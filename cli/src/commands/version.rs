//! Version command

use crate::output::{HumanRenderer, OutputContext};

/// Run the version command.
pub fn run(ctx: &OutputContext, json: bool) {
    let version = env!("CARGO_PKG_VERSION");

    if json {
        println!(r#"{{"version":"{version}"}}"#);
    } else if ctx.quiet {
        println!("{version}");
    } else {
        HumanRenderer::new(ctx).render_version(version);
    }
}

■ What to produce
Supply the entire listing above again, word for word.

■ Output for this exercise
filename cli/src/commands/version.rs
//! Version command

use crate::output::{HumanRenderer, OutputContext};

/// Run the version command.
pub fn run(ctx: &OutputContext, json: bool) {
    let version = env!("CARGO_PKG_VERSION");

    if json {
        println!(r#"{{"version":"{version}"}}"#);
    } else if ctx.quiet {
        println!("{version}");
    } else {
        HumanRenderer::new(ctx).render_version(version);
    }
}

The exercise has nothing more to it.